British theatre director Peter Brook no more
Peter Brook, one of the world's most innovative theatre directors who perfected the art of staging powerful drama in bizarre venues, has died aged 97, his publisher said on Sunday.
The British director used the world as his stage mounting productions ranging from challenging versions of Shakespeare through international opera to Hindu epic poems.
Brook put on plays in gymnasiums, deserted factories, quarries, schools and old gas works in towns around the world.
His 1970 Stratford production of Shakespeare's "A Midsummer Night's Dream", played all in white and with a huge garlanded swing, secured his place in the annals of theatre history.
According to Le Monde, Brook - who had been based in France since 1974 - died in Paris on Saturday.
A statement from his publisher confirmed his death on Sunday.
Although Brook was regarded with awe in theatrical circles, he was less well known among the wider public because of his refusal to bow to commercial taste. He left Britain to work in Paris in 1970.
He often shunned traditional theatrical buildings for the "empty space" which could be transformed by light, words, improvisation and the sheer power of acting and suggestion.

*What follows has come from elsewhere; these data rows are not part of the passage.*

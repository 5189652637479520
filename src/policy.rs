//! Policy primitives
//!
//! A policy maps a raw attribute value, plus read-only hints about where the
//! value came from, to either an accepted value or a rejection (`None`).
//! Built-in and caller-supplied policies share one call signature so they can
//! be composed by plain function wrapping.
//!
//! The functions in this module are the engine's own defaults and final
//! validators. They are pure: the same input always yields the same output and
//! nothing is read from or written to the environment.

use regex::Regex;
use std::fmt;
use std::sync::{Arc, OnceLock};

use crate::css::StyleDeclaration;

/// Prefix of attributes the sanitizer writes for its own bookkeeping.
///
/// Callers can never allow an attribute with this prefix, so a marker seen in
/// the output was always produced by the sanitizer.
pub const INTERNAL_ATTRIBUTE_PREFIX: &str = "data-sanitizer-";

/// Marker attribute recording the original name of a converted unknown tag.
pub const ORIGINAL_TAG_ATTRIBUTE: &str = "data-sanitizer-original-tag";

/// Read-only context passed to every policy call.
///
/// All names are lowercase.
#[derive(Debug, Clone, Copy, PartialEq, Eq)]
pub struct PolicyHints<'a> {
    /// Tag name of the output element
    pub tag_name: &'a str,
    /// Attribute being sanitized
    pub attribute_name: &'a str,
    /// CSS property, set only when the value is a URL inside a style declaration
    pub css_property: Option<&'a str>,
}

impl<'a> PolicyHints<'a> {
    /// Hints for an attribute value.
    pub fn new(tag_name: &'a str, attribute_name: &'a str) -> Self {
        Self {
            tag_name,
            attribute_name,
            css_property: None,
        }
    }

    /// Hints for a URL found in the given CSS property.
    pub fn with_css_property(self, property: &'a str) -> Self {
        Self {
            css_property: Some(property),
            ..self
        }
    }
}

/// Extra context available to policies.
///
/// `css_style` is only present while the `style` attribute is being
/// sanitized, and holds the already parsed declaration block.
#[derive(Debug, Clone, Copy, Default)]
pub struct PolicyContext<'a> {
    /// Parsed inline style declaration
    pub css_style: Option<&'a StyleDeclaration>,
}

impl<'a> PolicyContext<'a> {
    /// Context for a `style` attribute.
    pub fn with_style(style: &'a StyleDeclaration) -> Self {
        Self {
            css_style: Some(style),
        }
    }
}

type PolicyFn = dyn Fn(&str, &PolicyHints<'_>, &PolicyContext<'_>) -> Option<String> + Send + Sync;

/// A shareable policy function.
///
/// Returning `None` rejects the value and the attribute is dropped.
#[derive(Clone)]
pub struct Policy(Arc<PolicyFn>);

impl Policy {
    /// Wrap a closure as a policy.
    ///
    /// # Examples
    ///
    /// ```
    /// use markup_guard::policy::{Policy, PolicyContext, PolicyHints};
    ///
    /// let upper = Policy::new(|value, _hints, _ctx| Some(value.to_uppercase()));
    /// let hints = PolicyHints::new("p", "title");
    /// assert_eq!(upper.apply("hi", &hints, &PolicyContext::default()), Some("HI".to_string()));
    /// ```
    pub fn new<F>(f: F) -> Self
    where
        F: Fn(&str, &PolicyHints<'_>, &PolicyContext<'_>) -> Option<String> + Send + Sync + 'static,
    {
        Self(Arc::new(f))
    }

    /// Invoke the policy.
    pub fn apply(
        &self,
        value: &str,
        hints: &PolicyHints<'_>,
        ctx: &PolicyContext<'_>,
    ) -> Option<String> {
        (self.0)(value, hints, ctx)
    }

    /// Compose `self` with a validator that re-checks every accepted value.
    ///
    /// The result can only reject more than `self`, never accept more than
    /// `validator`.
    pub fn then(&self, validator: Policy) -> Policy {
        let custom = self.clone();
        Policy::new(move |value, hints, ctx| {
            let narrowed = custom.apply(value, hints, ctx)?;
            validator.apply(&narrowed, hints, ctx)
        })
    }
}

impl fmt::Debug for Policy {
    fn fmt(&self, f: &mut fmt::Formatter<'_>) -> fmt::Result {
        f.write_str("Policy(..)")
    }
}

/// Generic cleanup: trim surrounding whitespace and pass the value through.
pub fn trim_value(value: &str) -> Option<String> {
    Some(value.trim().to_string())
}

/// Policy that rejects every value.
pub fn reject_all(_value: &str) -> Option<String> {
    None
}

/// Default URL policy.
///
/// Accepts relative URLs and absolute `http`, `https`, `mailto` and `ftp`
/// URLs. Everything else, including `javascript:` and `data:`, is rejected.
/// ASCII tab and newline characters are ignored for the scheme check, the way
/// browsers ignore them when resolving the URL.
///
/// # Examples
///
/// ```
/// use markup_guard::policy::sanitize_url;
///
/// assert_eq!(sanitize_url(" https://example.com/a "), Some("https://example.com/a".to_string()));
/// assert_eq!(sanitize_url("/relative#frag"), Some("/relative#frag".to_string()));
/// assert_eq!(sanitize_url("javascript:alert(1)"), None);
/// assert_eq!(sanitize_url("java\tscript:alert(1)"), None);
/// ```
pub fn sanitize_url(value: &str) -> Option<String> {
    static SAFE_URL_REGEX: OnceLock<Option<Regex>> = OnceLock::new();
    let regex = SAFE_URL_REGEX
        .get_or_init(|| Regex::new(r"(?i)^(?:(?:https?|mailto|ftp):|[^:/?#]*(?:[/?#]|$))").ok());
    let regex = regex.as_ref()?;

    let trimmed = value.trim();
    if trimmed.is_empty() {
        return None;
    }

    let stripped: String = trimmed
        .chars()
        .filter(|c| !matches!(c, '\t' | '\n' | '\r'))
        .collect();
    if regex.is_match(&stripped) {
        Some(trimmed.to_string())
    } else {
        None
    }
}

/// URL-fragment policy: only values starting with `#` are accepted.
///
/// The value is never handed to the general URL policy, so a fragment-only
/// attribute cannot be used to carry a full URL.
pub fn sanitize_url_fragment(value: &str) -> Option<String> {
    let trimmed = value.trim();
    if trimmed.starts_with('#') && trimmed.len() > 1 {
        Some(trimmed.to_string())
    } else {
        None
    }
}

/// Final validation for names and tokens produced by a caller policy.
///
/// A valid token is non-empty, contains no whitespace or control characters
/// and does not use the reserved bookkeeping prefix.
pub fn validate_token(value: &str) -> Option<String> {
    let trimmed = value.trim();
    if trimmed.is_empty()
        || trimmed
            .chars()
            .any(|c| c.is_whitespace() || c.is_control())
        || trimmed
            .to_ascii_lowercase()
            .starts_with(INTERNAL_ATTRIBUTE_PREFIX)
    {
        return None;
    }
    Some(trimmed.to_string())
}

/// Apply `per_token` to every whitespace-separated token of `value`.
///
/// Surviving tokens are joined with single spaces. If no token survives the
/// whole value is rejected.
///
/// # Examples
///
/// ```
/// use markup_guard::policy::sanitize_token_list;
///
/// let kept = sanitize_token_list(" a  bad b ", |t| (t != "bad").then(|| t.to_string()));
/// assert_eq!(kept, Some("a b".to_string()));
/// assert_eq!(sanitize_token_list("bad", |_| None), None);
/// ```
pub fn sanitize_token_list<F>(value: &str, mut per_token: F) -> Option<String>
where
    F: FnMut(&str) -> Option<String>,
{
    let kept: Vec<String> = value
        .split_whitespace()
        .filter_map(&mut per_token)
        .collect();
    if kept.is_empty() {
        None
    } else {
        Some(kept.join(" "))
    }
}

/// Enumerated-value policy: accept only one of `allowed` (ASCII case-insensitive).
///
/// The accepted value is returned in the casing of the allow-list entry.
pub fn allowed_value(value: &str, allowed: &[&str]) -> Option<String> {
    let trimmed = value.trim();
    allowed
        .iter()
        .find(|candidate| candidate.eq_ignore_ascii_case(trimmed))
        .map(|candidate| candidate.to_string())
}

"I can take any empty space and call it a stage," he wrote in his ground-breaking 1968 book "The Empty Space".
His quest for inspiration took him as far afield as Africa and Iran and produced a variety of original improvised plays marked by his eye for detail and challenging approach.
Born in London on March 21 1925, his father was a company director and his mother a scientist. He left school at 16 to work in film studio and then went Oxford University and took a degree in English and Foreign Languages.
In 1970 he transferred from Britain to work in Paris, founding the International Centre of Theatre Research which brought together actors and designers of many different nationalities.
Brook continued working into his nineties.
"Every form of theatre has something in common with a visit to the doctor. On the way out, one should always feel better than on the way in," he wrote in his 2017 book 'Tip of the Tongue'.